**Exercise:** Go through the entries below and pick out every line with "round".

**Data to use:**
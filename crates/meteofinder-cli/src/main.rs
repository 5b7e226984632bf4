mod commands;
mod files;
mod progress;
mod summary;

use anyhow::Result;
use clap::{Parser, Subcommand};
use meteofinder_core::scoring::SensitivityLevel;
use tracing_subscriber::EnvFilter;

fn levels_help() -> String {
    let mut help = String::from("Sensitivity levels:");
    for level in SensitivityLevel::all() {
        help.push_str(&format!("\n  {}  {}", level.value(), level.description()));
    }
    help
}

#[derive(Parser)]
#[command(name = "meteofinder", about = "Find meteors in night-sky photographs")]
#[command(version, after_help = levels_help())]
struct Cli {
    /// Enable verbose output
    #[arg(short, long, global = true)]
    verbose: bool,

    #[command(subcommand)]
    command: Commands,
}

#[derive(Subcommand)]
enum Commands {
    /// Scan a folder and copy meteor images into Found/ (or Candidates/)
    Scan(commands::scan::ScanArgs),
    /// Verify staged candidates and copy confirmed meteors into Found/
    Verify(commands::verify::VerifyArgs),
    /// Run the local pre-filter at every sensitivity level
    Sweep(commands::sweep::SweepArgs),
    /// Show per-segment measurements and rejection reasons
    Diagnose(commands::diagnose::DiagnoseArgs),
    /// Print or save the default configuration
    Config(commands::config::ConfigArgs),
}

fn main() -> Result<()> {
    let cli = Cli::parse();

    let filter = if cli.verbose {
        EnvFilter::new("debug")
    } else {
        EnvFilter::new("warn")
    };
    tracing_subscriber::fmt().with_env_filter(filter).init();

    match &cli.command {
        Commands::Scan(args) => commands::scan::run(args),
        Commands::Verify(args) => commands::verify::run(args),
        Commands::Sweep(args) => commands::sweep::run(args),
        Commands::Diagnose(args) => commands::diagnose::run(args),
        Commands::Config(args) => commands::config::run(args),
    }
}
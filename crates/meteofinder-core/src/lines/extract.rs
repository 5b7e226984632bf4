use crate::consts::{LINE_CONSUME_BAND, LINE_WALK_BAND};
use crate::edges::EdgeMap;

use super::hough::{HoughAccumulator, HoughPeak};
use super::{angle_difference, LineConfig, LineSegment};

/// Angular tolerance (degrees) for two walked segments to be duplicates.
const DUPLICATE_ANGLE_DEG: f32 = 2.0;
/// Offset tolerance (px) for two walked segments to be duplicates.
const DUPLICATE_OFFSET_PX: f32 = 3.0;

/// Walk the infinite line of a Hough peak across the edge map and cut it
/// into segments wherever more than `max_gap` consecutive samples miss.
///
/// A sample hits when any edge pixel lies within the walk band across the
/// line. Endpoints sit on the ideal line at the first and last hit of a run.
pub fn walk_peak(
    edges: &EdgeMap,
    acc: &HoughAccumulator,
    peak: &HoughPeak,
    config: &LineConfig,
) -> Vec<LineSegment> {
    let (c, s) = acc.cos_sin(peak.theta_bin);
    // Foot of the normal and the line direction.
    let (px, py) = (peak.rho * c, peak.rho * s);
    let (dx, dy) = (-s, c);
    let reach = acc.rho_offset as i64;

    let hit_at = |t: i64| -> bool {
        let x = px + t as f32 * dx;
        let y = py + t as f32 * dy;
        (-LINE_WALK_BAND..=LINE_WALK_BAND).any(|k| {
            let sx = (x + k as f32 * c).round() as i64;
            let sy = (y + k as f32 * s).round() as i64;
            edges.is_edge(sx, sy)
        })
    };

    let mut segments = Vec::new();
    let mut run: Option<(i64, i64, u32)> = None;
    let max_gap = config.max_gap as i64;

    for t in -reach..=reach {
        if !hit_at(t) {
            continue;
        }
        run = match run {
            Some((start, last, hits)) if t - last <= max_gap + 1 => Some((start, t, hits + 1)),
            Some(done) => {
                push_run(&mut segments, done, (px, py), (dx, dy), config);
                Some((t, t, 1))
            }
            None => Some((t, t, 1)),
        };
    }
    if let Some(done) = run {
        push_run(&mut segments, done, (px, py), (dx, dy), config);
    }

    segments
}

fn push_run(
    out: &mut Vec<LineSegment>,
    (start, end, hits): (i64, i64, u32),
    (px, py): (f32, f32),
    (dx, dy): (f32, f32),
    config: &LineConfig,
) {
    if ((end - start) as f32) < config.min_segment_length {
        return;
    }
    out.push(LineSegment::new(
        px + start as f32 * dx,
        py + start as f32 * dy,
        px + end as f32 * dx,
        py + end as f32 * dy,
        hits,
    ));
}

/// Clear the edge pixels within [`LINE_CONSUME_BAND`] of `segment`.
///
/// Peaks are walked strongest first; once a streak has produced a segment,
/// the slightly tilted peaks that cross it must not produce segments of
/// their own.
pub fn consume_segment(edges: &mut EdgeMap, segment: &LineSegment) {
    let (dx, dy) = segment.direction();
    let (nx, ny) = segment.normal();
    let (h, w) = (edges.height() as i64, edges.width() as i64);
    // Half-pixel steps so diagonal strips have no holes.
    let along = (segment.length * 2.0).ceil() as i64;
    let across = (LINE_CONSUME_BAND * 2.0).ceil() as i64;

    for i in 0..=along {
        let t = i as f32 * 0.5;
        for j in -across..=across {
            let k = j as f32 * 0.5;
            let x = (segment.x1 + t * dx + k * nx).round() as i64;
            let y = (segment.y1 + t * dy + k * ny).round() as i64;
            if x >= 0 && y >= 0 && x < w && y < h {
                edges.mask[[y as usize, x as usize]] = false;
            }
        }
    }
}

/// Merge near-duplicate segments (same angle, nearly the same offset and
/// overlapping), keeping the stronger of each pair.
pub fn dedup_segments(mut segments: Vec<LineSegment>) -> Vec<LineSegment> {
    segments.sort_by(|a, b| {
        b.strength
            .cmp(&a.strength)
            .then(b.length.total_cmp(&a.length))
    });

    let mut kept: Vec<LineSegment> = Vec::with_capacity(segments.len());
    for seg in segments {
        let duplicate = kept.iter().any(|k| {
            angle_difference(k.angle, seg.angle) <= DUPLICATE_ANGLE_DEG
                && {
                    let (mx, my) = seg.midpoint();
                    k.distance_to_line(mx, my) <= DUPLICATE_OFFSET_PX
                }
                && k.overlaps(&seg, 0.0)
        });
        if !duplicate {
            kept.push(seg);
        }
    }
    kept
}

**Task result:**
            let sx = (x + k as f32 * c).round() as i64;
            let sy = (y + k as f32 * s).round() as i64;
            let x = (segment.x1 + t * dx + k * nx).round() as i64;
            let y = (segment.y1 + t * dy + k * ny).round() as i64;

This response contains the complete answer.